PROVIDED MATERIAL: Begin

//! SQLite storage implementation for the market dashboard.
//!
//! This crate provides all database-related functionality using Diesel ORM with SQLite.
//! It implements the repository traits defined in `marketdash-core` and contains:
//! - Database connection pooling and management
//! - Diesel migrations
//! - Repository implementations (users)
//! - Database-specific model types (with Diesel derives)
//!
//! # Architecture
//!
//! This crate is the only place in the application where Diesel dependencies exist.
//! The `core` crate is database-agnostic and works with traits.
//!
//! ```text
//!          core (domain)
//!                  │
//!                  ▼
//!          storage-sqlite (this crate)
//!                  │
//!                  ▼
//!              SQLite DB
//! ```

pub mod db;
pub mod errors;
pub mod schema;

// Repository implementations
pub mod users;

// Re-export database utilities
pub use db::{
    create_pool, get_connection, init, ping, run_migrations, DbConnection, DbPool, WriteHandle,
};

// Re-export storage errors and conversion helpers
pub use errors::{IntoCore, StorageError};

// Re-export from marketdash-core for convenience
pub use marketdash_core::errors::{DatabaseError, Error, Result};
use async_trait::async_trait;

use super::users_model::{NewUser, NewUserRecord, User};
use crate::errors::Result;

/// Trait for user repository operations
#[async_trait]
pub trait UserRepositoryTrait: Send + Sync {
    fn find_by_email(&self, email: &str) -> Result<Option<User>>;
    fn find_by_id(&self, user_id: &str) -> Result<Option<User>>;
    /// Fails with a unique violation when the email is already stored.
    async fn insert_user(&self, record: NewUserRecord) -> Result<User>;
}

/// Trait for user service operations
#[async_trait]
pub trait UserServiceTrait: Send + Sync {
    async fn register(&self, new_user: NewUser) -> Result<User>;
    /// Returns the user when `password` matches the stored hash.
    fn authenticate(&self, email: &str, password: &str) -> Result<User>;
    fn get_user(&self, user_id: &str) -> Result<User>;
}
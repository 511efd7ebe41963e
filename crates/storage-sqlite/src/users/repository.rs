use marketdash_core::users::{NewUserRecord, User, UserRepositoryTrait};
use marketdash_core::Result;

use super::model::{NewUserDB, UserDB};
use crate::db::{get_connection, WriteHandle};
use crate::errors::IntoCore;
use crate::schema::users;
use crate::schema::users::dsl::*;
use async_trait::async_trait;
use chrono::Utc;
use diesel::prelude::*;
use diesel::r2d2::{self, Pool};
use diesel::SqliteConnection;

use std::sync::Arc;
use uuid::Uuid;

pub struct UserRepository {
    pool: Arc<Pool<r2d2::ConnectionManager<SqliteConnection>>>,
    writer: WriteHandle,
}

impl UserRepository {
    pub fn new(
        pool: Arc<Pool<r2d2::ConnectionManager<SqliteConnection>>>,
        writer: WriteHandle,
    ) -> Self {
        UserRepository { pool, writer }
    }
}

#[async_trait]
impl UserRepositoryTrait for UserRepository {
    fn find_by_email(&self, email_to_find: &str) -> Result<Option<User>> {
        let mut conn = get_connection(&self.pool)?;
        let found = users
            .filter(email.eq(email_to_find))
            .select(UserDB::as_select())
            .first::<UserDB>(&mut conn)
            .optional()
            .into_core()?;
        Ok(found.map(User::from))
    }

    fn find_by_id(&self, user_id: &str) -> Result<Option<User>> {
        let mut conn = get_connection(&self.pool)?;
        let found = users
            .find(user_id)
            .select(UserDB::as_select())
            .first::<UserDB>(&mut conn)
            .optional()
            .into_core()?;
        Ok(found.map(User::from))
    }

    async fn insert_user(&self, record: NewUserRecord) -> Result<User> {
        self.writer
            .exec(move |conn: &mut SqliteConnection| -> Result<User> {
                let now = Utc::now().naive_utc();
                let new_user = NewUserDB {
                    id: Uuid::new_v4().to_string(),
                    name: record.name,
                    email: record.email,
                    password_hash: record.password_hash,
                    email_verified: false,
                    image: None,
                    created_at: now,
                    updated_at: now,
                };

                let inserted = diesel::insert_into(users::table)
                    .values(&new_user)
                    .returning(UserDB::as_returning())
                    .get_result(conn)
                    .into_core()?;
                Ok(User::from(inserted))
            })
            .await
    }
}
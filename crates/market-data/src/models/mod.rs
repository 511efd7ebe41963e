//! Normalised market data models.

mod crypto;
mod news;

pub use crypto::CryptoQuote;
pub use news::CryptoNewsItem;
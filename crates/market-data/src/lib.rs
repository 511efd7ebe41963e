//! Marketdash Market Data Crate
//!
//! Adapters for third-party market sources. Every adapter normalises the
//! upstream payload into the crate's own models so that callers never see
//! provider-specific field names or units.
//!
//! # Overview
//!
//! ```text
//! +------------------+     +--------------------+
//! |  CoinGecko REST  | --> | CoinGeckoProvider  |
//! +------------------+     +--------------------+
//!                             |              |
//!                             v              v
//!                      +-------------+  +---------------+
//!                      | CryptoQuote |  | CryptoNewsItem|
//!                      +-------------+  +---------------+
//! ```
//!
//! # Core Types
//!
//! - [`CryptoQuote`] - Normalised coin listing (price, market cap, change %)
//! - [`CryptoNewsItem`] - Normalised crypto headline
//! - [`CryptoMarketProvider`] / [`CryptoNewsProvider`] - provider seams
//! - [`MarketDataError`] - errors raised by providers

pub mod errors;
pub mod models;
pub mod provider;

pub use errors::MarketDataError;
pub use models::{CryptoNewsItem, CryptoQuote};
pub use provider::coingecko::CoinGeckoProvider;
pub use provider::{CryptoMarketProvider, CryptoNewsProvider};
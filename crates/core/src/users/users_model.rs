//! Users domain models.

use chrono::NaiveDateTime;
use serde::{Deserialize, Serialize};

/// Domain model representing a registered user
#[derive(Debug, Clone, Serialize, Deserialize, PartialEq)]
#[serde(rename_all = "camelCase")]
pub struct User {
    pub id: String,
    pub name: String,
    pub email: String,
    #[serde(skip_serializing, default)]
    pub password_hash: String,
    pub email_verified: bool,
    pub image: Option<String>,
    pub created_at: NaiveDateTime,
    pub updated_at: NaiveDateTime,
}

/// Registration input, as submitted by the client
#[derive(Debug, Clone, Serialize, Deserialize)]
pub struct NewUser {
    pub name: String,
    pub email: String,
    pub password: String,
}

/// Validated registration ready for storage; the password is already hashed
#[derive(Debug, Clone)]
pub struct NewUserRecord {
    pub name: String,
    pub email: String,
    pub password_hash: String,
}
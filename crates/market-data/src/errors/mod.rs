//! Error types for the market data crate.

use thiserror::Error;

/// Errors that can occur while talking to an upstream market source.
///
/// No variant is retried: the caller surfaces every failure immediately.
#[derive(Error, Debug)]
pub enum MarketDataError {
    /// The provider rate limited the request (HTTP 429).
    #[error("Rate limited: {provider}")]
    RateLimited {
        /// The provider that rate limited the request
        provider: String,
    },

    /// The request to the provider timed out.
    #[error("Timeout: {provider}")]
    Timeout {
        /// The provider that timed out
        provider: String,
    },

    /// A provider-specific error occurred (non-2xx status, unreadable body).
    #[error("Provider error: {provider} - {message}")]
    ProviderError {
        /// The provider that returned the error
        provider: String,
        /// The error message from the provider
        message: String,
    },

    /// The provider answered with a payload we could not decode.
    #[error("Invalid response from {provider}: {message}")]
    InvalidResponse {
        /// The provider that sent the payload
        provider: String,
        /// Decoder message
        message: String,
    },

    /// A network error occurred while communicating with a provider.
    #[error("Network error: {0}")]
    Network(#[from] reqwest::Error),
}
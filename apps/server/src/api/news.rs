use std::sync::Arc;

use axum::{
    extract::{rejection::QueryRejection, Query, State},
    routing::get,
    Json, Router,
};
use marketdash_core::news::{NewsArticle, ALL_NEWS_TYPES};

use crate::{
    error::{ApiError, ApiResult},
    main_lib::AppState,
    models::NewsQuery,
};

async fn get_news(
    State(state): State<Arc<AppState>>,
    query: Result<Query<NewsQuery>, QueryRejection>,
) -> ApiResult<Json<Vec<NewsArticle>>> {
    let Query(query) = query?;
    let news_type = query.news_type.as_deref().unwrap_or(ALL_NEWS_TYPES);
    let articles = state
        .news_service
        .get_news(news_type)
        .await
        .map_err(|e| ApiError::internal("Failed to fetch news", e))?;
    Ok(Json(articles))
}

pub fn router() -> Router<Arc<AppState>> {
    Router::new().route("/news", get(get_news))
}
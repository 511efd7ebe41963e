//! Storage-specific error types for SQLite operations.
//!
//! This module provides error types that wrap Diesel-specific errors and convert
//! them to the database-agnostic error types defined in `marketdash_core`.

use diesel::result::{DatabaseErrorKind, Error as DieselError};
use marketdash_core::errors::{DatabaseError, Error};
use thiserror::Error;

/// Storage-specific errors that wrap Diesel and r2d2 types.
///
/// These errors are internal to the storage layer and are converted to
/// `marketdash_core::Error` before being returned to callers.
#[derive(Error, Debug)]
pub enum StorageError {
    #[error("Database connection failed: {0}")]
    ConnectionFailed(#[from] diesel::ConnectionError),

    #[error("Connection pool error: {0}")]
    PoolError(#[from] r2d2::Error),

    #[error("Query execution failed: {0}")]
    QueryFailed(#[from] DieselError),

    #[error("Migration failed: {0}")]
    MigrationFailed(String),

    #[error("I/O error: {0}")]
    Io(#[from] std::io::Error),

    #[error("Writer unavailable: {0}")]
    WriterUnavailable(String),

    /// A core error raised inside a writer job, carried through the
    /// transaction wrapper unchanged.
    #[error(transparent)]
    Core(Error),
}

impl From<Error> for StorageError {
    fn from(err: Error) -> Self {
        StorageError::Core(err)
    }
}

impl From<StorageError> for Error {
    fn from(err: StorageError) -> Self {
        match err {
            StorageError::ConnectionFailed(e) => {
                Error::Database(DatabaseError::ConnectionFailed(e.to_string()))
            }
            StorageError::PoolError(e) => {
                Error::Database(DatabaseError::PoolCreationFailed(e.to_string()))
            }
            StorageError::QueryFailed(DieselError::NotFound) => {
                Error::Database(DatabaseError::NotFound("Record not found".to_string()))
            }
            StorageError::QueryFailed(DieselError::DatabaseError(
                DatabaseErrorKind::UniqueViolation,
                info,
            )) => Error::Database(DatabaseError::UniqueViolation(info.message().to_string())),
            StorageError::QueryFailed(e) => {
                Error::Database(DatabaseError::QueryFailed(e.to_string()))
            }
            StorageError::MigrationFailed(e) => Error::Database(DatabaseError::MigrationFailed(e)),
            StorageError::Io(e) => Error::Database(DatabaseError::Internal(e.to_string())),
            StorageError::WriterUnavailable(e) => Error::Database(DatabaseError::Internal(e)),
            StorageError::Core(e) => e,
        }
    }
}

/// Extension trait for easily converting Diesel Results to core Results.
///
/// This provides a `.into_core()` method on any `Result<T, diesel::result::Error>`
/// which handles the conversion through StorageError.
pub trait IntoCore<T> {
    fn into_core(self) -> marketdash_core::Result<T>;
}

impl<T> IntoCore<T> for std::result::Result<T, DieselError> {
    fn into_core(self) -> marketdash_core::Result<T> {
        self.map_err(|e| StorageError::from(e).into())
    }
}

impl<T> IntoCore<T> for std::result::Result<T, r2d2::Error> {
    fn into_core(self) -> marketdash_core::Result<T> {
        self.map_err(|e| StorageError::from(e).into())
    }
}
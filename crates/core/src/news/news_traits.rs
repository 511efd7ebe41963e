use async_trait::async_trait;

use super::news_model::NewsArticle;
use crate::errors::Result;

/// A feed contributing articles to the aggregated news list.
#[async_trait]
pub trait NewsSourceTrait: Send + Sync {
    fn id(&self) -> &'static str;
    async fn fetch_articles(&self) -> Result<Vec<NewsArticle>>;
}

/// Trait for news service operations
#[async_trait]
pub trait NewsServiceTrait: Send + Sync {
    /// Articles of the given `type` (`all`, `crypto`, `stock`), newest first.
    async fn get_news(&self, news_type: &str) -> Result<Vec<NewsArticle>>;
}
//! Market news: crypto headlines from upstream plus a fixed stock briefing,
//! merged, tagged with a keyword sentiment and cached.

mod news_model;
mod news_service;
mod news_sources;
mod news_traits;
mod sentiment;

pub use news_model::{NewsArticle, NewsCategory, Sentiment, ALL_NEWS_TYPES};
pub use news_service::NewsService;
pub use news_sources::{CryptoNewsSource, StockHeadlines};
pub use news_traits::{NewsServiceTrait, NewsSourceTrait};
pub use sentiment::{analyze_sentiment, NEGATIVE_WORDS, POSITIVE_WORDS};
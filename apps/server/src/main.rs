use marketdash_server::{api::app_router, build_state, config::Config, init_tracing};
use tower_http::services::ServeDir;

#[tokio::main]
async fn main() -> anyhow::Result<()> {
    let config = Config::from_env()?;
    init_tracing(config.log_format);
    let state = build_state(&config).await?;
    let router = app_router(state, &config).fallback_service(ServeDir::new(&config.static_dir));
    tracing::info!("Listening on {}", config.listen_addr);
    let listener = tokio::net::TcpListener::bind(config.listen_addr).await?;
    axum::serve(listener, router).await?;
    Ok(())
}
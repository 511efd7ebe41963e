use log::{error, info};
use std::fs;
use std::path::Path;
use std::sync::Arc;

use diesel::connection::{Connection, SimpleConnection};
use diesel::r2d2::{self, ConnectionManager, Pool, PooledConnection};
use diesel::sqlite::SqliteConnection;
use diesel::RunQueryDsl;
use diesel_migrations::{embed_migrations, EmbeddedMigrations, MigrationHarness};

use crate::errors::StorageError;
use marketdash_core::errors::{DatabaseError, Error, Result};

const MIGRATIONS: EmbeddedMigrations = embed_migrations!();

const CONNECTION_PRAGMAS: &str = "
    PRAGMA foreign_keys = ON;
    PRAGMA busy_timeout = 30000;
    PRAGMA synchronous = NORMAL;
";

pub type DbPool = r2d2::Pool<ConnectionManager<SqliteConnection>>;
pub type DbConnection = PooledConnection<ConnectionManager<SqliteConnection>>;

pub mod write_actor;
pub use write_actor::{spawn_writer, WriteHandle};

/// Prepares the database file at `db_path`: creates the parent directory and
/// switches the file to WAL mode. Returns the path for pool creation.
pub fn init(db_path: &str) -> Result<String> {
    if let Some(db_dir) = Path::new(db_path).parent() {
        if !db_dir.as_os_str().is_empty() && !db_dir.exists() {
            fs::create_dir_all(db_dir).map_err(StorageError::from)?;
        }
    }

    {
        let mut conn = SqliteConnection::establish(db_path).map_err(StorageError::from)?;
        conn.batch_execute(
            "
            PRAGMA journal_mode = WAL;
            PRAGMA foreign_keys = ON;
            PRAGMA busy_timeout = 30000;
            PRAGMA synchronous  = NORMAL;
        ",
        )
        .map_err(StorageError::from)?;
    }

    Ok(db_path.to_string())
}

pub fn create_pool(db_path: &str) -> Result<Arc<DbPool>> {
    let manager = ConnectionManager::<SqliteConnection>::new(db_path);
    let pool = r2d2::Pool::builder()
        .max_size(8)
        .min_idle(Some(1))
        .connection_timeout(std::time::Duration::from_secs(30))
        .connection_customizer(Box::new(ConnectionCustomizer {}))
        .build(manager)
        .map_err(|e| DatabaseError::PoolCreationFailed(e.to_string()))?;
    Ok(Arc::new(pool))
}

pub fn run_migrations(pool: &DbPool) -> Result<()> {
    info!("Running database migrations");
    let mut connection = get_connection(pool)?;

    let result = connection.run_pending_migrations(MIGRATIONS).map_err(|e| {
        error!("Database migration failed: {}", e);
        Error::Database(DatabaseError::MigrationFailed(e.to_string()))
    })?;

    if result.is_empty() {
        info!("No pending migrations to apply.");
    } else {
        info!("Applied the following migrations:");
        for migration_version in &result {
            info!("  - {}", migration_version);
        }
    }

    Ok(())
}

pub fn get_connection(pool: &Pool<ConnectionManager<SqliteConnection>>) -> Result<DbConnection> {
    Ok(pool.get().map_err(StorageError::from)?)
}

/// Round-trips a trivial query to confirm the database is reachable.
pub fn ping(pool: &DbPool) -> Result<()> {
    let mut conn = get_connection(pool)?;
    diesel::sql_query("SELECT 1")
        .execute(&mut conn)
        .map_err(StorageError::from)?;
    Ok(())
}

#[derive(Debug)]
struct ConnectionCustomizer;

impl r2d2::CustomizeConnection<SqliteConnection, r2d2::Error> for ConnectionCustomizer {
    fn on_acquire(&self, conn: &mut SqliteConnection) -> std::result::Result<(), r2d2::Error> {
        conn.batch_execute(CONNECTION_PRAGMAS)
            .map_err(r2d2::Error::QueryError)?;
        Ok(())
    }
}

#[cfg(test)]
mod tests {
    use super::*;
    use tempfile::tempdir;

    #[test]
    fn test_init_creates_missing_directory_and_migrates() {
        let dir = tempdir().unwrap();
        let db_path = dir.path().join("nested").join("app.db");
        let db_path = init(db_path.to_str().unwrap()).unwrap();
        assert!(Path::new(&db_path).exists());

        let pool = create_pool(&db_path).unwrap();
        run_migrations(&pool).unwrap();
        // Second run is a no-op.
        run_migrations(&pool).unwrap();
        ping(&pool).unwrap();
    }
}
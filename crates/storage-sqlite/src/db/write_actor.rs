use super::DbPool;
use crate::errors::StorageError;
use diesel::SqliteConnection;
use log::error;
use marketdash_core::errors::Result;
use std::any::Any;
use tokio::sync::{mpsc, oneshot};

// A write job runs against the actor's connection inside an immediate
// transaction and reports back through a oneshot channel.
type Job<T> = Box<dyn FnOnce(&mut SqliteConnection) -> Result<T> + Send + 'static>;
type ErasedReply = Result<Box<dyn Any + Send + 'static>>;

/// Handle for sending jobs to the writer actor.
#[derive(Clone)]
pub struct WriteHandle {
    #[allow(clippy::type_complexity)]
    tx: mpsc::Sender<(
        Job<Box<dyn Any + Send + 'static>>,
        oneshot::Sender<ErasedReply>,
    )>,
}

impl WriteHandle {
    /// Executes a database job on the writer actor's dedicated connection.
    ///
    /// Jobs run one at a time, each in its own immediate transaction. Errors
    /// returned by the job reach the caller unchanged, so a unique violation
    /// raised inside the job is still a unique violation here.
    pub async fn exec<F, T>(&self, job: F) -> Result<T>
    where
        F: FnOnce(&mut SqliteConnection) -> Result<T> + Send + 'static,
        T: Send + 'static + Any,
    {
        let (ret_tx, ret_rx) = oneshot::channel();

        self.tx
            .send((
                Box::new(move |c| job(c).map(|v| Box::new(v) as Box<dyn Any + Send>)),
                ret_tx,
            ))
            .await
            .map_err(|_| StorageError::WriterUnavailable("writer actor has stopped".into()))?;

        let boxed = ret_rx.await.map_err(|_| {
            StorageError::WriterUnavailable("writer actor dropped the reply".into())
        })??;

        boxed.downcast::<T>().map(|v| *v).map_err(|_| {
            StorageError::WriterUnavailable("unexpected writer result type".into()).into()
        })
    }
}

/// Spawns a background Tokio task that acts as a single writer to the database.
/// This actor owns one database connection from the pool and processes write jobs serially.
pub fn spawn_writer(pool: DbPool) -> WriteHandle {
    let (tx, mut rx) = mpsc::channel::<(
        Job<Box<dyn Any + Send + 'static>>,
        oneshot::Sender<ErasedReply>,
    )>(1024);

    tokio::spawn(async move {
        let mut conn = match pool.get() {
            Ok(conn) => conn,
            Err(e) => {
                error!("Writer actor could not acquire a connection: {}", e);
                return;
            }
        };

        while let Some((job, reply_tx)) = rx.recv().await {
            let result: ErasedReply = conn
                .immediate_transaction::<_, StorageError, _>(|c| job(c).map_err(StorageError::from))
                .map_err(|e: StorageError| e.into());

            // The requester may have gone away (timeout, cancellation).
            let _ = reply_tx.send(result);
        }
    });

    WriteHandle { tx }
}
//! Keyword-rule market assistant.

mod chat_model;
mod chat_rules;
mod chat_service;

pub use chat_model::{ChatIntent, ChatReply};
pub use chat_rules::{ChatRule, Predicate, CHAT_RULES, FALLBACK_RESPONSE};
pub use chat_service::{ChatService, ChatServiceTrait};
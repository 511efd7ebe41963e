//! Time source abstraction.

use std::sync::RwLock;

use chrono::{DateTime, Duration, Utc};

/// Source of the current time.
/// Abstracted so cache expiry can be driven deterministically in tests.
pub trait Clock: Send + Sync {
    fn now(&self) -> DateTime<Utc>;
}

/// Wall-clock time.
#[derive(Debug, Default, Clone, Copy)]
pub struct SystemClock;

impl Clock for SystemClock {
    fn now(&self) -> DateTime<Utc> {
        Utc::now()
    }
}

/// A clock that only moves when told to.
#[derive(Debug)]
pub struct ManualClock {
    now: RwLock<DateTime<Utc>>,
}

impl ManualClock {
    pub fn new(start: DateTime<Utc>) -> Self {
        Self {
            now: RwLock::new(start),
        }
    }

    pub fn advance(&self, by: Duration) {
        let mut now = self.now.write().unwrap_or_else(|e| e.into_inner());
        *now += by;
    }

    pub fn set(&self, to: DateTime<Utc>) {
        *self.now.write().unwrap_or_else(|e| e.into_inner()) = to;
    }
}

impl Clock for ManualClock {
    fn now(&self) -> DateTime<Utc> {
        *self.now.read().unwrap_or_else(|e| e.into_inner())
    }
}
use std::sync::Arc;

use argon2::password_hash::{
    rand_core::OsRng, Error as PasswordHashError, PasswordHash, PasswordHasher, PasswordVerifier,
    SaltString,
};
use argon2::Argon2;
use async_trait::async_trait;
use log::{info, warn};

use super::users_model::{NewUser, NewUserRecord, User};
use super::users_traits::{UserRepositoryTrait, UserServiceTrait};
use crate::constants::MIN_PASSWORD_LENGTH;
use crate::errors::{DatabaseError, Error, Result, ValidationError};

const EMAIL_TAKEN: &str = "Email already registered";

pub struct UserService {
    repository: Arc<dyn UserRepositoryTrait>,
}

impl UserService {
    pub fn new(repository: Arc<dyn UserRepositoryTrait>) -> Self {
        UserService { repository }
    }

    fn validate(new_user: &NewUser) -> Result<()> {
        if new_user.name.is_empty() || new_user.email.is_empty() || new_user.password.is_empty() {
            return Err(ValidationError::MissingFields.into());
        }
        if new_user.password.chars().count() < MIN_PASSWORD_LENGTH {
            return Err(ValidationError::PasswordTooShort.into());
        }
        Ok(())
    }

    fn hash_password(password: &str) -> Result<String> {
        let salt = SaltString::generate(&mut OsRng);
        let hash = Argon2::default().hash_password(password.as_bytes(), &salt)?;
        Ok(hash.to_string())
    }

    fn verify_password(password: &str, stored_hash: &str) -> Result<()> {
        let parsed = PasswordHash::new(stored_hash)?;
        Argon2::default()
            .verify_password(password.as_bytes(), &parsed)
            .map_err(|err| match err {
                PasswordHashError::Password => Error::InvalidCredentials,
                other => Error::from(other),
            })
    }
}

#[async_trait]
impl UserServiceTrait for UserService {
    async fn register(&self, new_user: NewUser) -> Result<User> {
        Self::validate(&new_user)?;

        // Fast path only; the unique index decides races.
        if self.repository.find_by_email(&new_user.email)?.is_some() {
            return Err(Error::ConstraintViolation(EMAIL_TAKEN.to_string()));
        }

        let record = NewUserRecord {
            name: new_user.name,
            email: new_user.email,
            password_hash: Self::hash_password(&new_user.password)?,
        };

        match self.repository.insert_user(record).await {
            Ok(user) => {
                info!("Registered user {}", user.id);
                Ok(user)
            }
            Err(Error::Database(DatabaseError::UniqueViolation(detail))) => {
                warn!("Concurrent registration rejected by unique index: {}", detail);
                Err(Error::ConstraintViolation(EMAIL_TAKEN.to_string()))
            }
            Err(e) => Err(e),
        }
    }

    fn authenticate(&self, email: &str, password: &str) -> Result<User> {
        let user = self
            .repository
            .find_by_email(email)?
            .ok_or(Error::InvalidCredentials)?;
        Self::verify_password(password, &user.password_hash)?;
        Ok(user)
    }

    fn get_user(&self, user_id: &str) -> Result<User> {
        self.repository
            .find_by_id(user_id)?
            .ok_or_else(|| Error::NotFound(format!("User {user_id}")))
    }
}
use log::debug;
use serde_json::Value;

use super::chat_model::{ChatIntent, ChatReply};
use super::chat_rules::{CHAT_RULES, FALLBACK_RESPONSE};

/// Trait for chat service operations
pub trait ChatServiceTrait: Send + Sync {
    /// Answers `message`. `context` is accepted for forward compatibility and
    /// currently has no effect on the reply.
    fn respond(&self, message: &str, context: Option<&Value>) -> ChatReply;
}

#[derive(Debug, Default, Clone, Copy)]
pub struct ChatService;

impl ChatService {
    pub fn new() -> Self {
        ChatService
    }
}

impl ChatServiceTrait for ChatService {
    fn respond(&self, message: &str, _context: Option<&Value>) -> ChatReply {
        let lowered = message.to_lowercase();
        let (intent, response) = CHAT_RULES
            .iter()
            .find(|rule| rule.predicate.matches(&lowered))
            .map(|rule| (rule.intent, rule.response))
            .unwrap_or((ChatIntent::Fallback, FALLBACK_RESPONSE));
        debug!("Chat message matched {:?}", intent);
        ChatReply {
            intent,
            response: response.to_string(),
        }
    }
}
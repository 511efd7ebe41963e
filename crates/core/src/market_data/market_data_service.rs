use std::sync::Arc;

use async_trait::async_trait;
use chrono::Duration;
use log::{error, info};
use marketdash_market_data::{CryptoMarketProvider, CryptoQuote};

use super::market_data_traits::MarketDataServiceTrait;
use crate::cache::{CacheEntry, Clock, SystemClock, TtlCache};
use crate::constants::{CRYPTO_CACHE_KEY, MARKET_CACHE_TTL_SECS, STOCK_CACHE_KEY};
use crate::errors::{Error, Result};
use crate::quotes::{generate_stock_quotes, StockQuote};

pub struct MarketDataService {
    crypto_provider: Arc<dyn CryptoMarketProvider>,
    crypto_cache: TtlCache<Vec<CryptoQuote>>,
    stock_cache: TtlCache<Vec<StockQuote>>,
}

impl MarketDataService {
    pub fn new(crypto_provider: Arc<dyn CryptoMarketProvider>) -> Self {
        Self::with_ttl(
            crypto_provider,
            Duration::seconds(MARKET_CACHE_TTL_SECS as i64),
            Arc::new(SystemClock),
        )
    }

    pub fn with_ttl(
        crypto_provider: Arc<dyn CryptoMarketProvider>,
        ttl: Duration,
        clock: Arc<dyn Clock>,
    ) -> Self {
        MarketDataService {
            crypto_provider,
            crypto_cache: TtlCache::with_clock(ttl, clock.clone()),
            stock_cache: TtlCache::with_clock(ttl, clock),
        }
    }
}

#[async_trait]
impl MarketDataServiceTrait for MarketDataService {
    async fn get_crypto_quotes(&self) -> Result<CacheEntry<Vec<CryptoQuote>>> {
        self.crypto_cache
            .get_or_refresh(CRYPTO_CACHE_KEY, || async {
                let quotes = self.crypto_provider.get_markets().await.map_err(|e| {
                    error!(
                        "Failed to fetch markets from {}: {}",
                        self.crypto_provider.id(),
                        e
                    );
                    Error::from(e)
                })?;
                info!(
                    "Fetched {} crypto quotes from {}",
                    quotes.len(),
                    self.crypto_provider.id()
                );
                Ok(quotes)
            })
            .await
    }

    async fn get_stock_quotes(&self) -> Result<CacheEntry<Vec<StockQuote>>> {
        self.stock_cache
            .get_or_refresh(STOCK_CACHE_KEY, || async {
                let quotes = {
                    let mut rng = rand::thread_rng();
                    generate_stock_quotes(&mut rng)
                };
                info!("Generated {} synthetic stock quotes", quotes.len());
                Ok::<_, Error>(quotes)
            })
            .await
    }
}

PROVIDED MATERIAL: End

[REQUIRED WORK]
Pick out all lines from the data above in which the word "axum" appears.

[EXERCISE RESPONSE]
use axum::{
    axum::serve(listener, router).await?;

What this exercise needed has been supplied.